→ Stored data entries
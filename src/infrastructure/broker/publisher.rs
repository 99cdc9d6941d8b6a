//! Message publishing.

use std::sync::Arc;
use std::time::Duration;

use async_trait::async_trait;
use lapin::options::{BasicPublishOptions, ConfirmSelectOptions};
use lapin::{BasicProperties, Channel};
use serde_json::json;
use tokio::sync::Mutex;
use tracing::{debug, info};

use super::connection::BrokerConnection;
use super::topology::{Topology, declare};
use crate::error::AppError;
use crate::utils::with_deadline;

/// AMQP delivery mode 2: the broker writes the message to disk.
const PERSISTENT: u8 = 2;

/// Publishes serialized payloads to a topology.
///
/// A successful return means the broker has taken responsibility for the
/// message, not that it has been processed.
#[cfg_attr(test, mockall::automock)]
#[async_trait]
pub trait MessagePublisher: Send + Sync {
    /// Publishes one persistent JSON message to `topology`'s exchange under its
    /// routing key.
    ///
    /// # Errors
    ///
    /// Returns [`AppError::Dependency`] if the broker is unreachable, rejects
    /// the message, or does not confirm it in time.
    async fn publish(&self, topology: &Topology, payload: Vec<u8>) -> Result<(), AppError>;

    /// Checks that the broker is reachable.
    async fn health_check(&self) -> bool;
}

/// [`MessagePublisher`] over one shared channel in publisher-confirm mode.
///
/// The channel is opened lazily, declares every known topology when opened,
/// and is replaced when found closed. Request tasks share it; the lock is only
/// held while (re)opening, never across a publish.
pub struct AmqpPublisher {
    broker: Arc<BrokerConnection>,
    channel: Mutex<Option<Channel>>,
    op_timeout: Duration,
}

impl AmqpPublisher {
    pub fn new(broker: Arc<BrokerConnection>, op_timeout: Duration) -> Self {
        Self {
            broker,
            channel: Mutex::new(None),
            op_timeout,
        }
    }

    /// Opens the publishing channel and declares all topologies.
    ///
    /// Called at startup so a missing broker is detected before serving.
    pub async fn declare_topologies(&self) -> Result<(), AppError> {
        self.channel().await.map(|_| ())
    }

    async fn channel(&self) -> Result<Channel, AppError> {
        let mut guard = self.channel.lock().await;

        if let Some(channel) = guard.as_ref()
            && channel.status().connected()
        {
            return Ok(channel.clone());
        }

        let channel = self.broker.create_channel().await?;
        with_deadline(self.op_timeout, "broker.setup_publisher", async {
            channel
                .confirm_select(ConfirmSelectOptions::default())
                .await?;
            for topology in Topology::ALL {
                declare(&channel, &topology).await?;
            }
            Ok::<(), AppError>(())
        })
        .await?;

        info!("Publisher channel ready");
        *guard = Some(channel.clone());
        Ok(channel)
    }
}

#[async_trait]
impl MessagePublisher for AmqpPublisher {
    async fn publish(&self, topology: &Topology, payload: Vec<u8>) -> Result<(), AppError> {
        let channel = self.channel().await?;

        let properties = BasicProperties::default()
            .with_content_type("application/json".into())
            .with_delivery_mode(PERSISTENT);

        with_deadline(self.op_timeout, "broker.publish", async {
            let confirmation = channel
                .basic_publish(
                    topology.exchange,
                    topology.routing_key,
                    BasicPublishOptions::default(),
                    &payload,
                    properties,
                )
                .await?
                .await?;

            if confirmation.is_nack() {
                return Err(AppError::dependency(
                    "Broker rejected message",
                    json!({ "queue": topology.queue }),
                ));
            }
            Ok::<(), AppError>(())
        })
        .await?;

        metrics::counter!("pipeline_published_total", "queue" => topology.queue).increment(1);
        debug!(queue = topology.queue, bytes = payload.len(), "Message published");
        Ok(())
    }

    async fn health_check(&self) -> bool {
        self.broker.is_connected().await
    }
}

→ What needs to be done
In the records above, how many lines include "declares"? Give that number and nothing more.

→ Task solution
2